MENDOCINO Co., 3/13/21 — Mendocino County Public Health started out Friday at the Caspar Community Center with only about 200 sign-ups and 750 vaccines to give. With Mendocino Coast Clinics, Adventist Health and local pharmacies also giving doses of the COVID-19 vaccine out on Friday on the coast, the county’s event came up short on appointment registrations when the event began — but managed to catch up.
By 4:45 p.m, hundreds more had signed up for the Caspar event and organizers were down to their last few shots to put in arms.
More than 80 people were on a waiting list, with people spread out socially distancing across the lawn. Many more had come and left their name, and then departed. Those on the waitlist will get contacted next time. In the end, no shots were wasted.
The vaccination event was both a success, in that no doses were wasted, and a scramble led by volunteers working in an atmosphere of fast-paced teamwork. The COVID-19 vaccine, perhaps the most coveted product on earth right now, still is a logistical challenge to distribute. With three different entities offering large numbers of vaccines on the Coast on a weekly basis now, organizers say they are having to guess how many people will show up that meet increasingly lowered requirements.
On Friday morning, the guess of how many people would sign up was low for the county event in Caspar, with Williams reporting on social media that hundreds of appointments remained open. Much effort on Friday was spent by organizers on getting enough qualified people to come. The day started with 65 being the youngest age allowed, and those in tiers 1A and 1B. By the time the call went out for more arms, the age had been lowered to 16, according to posts on Facebook made Friday afternoon.
The Caspar crowd arrived en masse after Supervisor Ted Williams and others (see here) put out the word by radio, text, and social media that there were many more spots available.
Williams told 5000 people on his text list and used Facebook posts, the Mendocino Community Network (MCN) Listserv and Twitter. Radio stations KZYX and KOZT were contacted to get more people out. The event was listed on the county’s vaccine event webpage, but no press or public announcement about the event was put out via Mendocino County Public Health or County of Mendocino media lists or social media.

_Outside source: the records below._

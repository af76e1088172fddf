//! Sparse octree for point updates and box sums.
//!
//! The universe is a cube of `2^layer` cells along each axis. Each node of the
//! tree covers a cube of the universe and stores the sum of every cell inside
//! it; a node that has never been written to is simply absent. See `Node` for
//! the layout of a single node.
//!
//! Writes descend from the root to the single leaf holding the target cell,
//! materializing missing nodes along the way, and each ancestor is adjusted by
//! the change in its child's sum. Box sums stop descending as soon as a node
//! lies entirely inside the query box, and never allocate.

use log::debug;
use thiserror::Error;

mod layer;
mod node;

use crate::num::RegionValue;
use crate::rect3::{CanContain, IRect3D};
use crate::vec3::IVec3D;
pub use layer::Layer;
use node::Node;

/// Result type returned by fallible tree routines.
pub type RegionResult<T> = Result<T, RegionError>;

/// Error encountered when addressing a cell of a `SparseRegionTree`.
#[allow(missing_docs)]
#[derive(Error, Debug, Clone, Eq, PartialEq)]
pub enum RegionError {
    #[error("position {pos} is outside the universe {universe}")]
    OutOfBounds { pos: IVec3D, universe: IRect3D },
    #[error("sum of the cells in {rect} overflows")]
    Overflow { rect: IRect3D },
}

/// Cubic universe of cells holding values of type `T`, stored as a sparse
/// octree.
///
/// Every cell starts at zero. Memory use is proportional to the number of
/// distinct cells written times the depth of the tree, regardless of the size
/// of the universe.
#[derive(Debug, Clone)]
pub struct SparseRegionTree<T: RegionValue = i64> {
    root: Node<T>,
    /// Number of materialized nodes, including the root.
    node_count: usize,
}

impl<T: RegionValue> SparseRegionTree<T> {
    /// Creates an all-zero universe `2^layer` cells wide with its minimum
    /// corner at `base_pos`.
    ///
    /// # Panics
    ///
    /// This function panics if `layer` is greater than `Layer::MAX`.
    pub fn new(layer: Layer, base_pos: IVec3D) -> Self {
        assert!(
            layer <= Layer::MAX,
            "universe layer {:?} exceeds maximum {:?}",
            layer,
            Layer::MAX,
        );
        debug!("Creating {}^3 universe at {}", layer.len(), base_pos);
        Self {
            root: Node::new(layer, base_pos),
            node_count: 1,
        }
    }
    /// Creates the smallest all-zero universe covering cells `1..=len` along
    /// each axis. The side length is rounded up to a power of two.
    ///
    /// # Panics
    ///
    /// This function panics if the rounded side length would exceed
    /// `Layer::MAX`.
    pub fn with_min_len(len: usize) -> Self {
        Self::new(Layer::covering(len), IVec3D::repeat(1))
    }

    /// Returns the layer of the root node.
    #[inline]
    pub fn layer(&self) -> Layer {
        self.root.layer()
    }
    /// Returns the length of the universe along each axis.
    #[inline]
    pub fn len(&self) -> isize {
        self.layer().len()
    }
    /// Returns the box covered by the universe.
    #[inline]
    pub fn rect(&self) -> IRect3D {
        self.root.rect()
    }
    /// Returns the number of nodes currently allocated, including the root.
    #[inline]
    pub fn node_count(&self) -> usize {
        self.node_count
    }
    /// Returns the sum of every cell in the universe.
    #[inline]
    pub fn total(&self) -> T {
        self.root.aggregate()
    }

    /// Sets the cell at `pos` to `value`, replacing its old value, and returns
    /// the new sum of the whole universe.
    ///
    /// Fails without modifying the tree if `pos` is outside the universe, or if
    /// the sum of any node containing `pos` would no longer fit in `T`.
    pub fn set(&mut self, pos: IVec3D, value: T) -> RegionResult<T> {
        if !self.rect().contains(&pos) {
            return Err(RegionError::OutOfBounds {
                pos,
                universe: self.rect(),
            });
        }
        let old = self.root.get(pos);
        self.root.set(pos, old, value, &mut self.node_count)
    }

    /// Returns the value of the cell at `pos`. Cells outside the universe are
    /// zero.
    pub fn get(&self, pos: IVec3D) -> T {
        self.root.get(pos)
    }

    /// Returns the sum of every cell in `rect`. Parts of `rect` outside the
    /// universe contribute nothing.
    pub fn sum(&self, rect: &IRect3D) -> RegionResult<T> {
        self.sum_with_visits(rect).map(|(total, _)| total)
    }
    /// Returns the sum of every cell in the box spanning `a` and `b`
    /// (inclusive).
    ///
    /// The corners may be anywhere, even at the limits of `isize`; the box is
    /// clipped to the universe before it is summed.
    pub fn sum_span(&self, a: IVec3D, b: IVec3D) -> RegionResult<T> {
        let universe = self.rect();
        let min = IVec3D::max(IVec3D::min(a, b), universe.min());
        let max = IVec3D::min(IVec3D::max(a, b), universe.max());
        if min.all_le(max) {
            self.sum(&IRect3D::span(min, max))
        } else {
            Ok(T::zero())
        }
    }
    /// Returns the sum of every cell in `rect`, along with the number of nodes
    /// examined to compute it.
    pub fn sum_with_visits(&self, rect: &IRect3D) -> RegionResult<(T, usize)> {
        let mut visits = 0;
        let total = self
            .root
            .sum(rect, &mut visits)
            .ok_or(RegionError::Overflow { rect: *rect })?;
        Ok((total, visits))
    }

    /// Returns the cached sum of the materialized node covering exactly
    /// `rect`, or `None` if there is no such node.
    pub fn node_aggregate(&self, rect: &IRect3D) -> Option<T> {
        self.root.find(rect).map(|node| node.aggregate())
    }
}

It is unclear whether residents were sent notifications via MyTurn, and some reported difficulty with the sign-ups, which are restricted by tiers.
Soon a huge line had formed that stretched more than 100 feet down the road in front of the Caspar Community Center, those at the event said, and the MyTurn website’s signups went from sparse to all gone.
“I don’t know how else to do it,” said Williams, in an interview. “‘I have had some pushback that this isn’t the role of a county supervisor.” He says he is advocating for his constituents, many of whom have roundly praised him for the efforts on social media. With this week’s giveaway by public health of 750 vaccines this week in Caspar resulting in no unused doses, Williams has requested a full block of the Pfizer vaccine for another coastal vaccine distribution event next week, which is 1070 doses, but which had not been scheduled for a time or place as of March 13.
Williams said one thing that makes logistics difficult is there have been about 60–80 no-shows at each event. “One thing people can do to help is come to the event if they make an appointment, or cancel the appointment,” said Williams.
The event in Caspar was initially planned for Wednesday, March 10, but rescheduled due to a forecast of rain. In social media posts, Williams said he had requested 1000 doses, but initially only had been assured of 500. It is unclear when the additional 250 doses were made available for the event.
The atmosphere was festive in Caspar. Joy, who declined to use her last name, was number 79 on the waitlist but having a good time. “This is the first time I have been around this many people in a long time. It’s like I’ve finally come to a real community event again,” Joy said.
More than 70 volunteers made the event work, keeping the big crowds moving briskly through a three step process. Greeters screened people on the lawn out front. Inside the Community Center, people went into the southern meeting room where paperwork was filled out at tables with big plexiglass screens. Next people got their shot in the northern meeting rooms, where tables were set up six feet apart. After that, they went and sat at tables set up out back for 15 minutes of observation, which is required for vaccinations in case of an adverse reaction.
Holly Newstead of the Anderson Valley Fire Department was one of the emergency personnel whose job it was to watch people after they got their shots for a reaction. She said there were no serious reactions all day.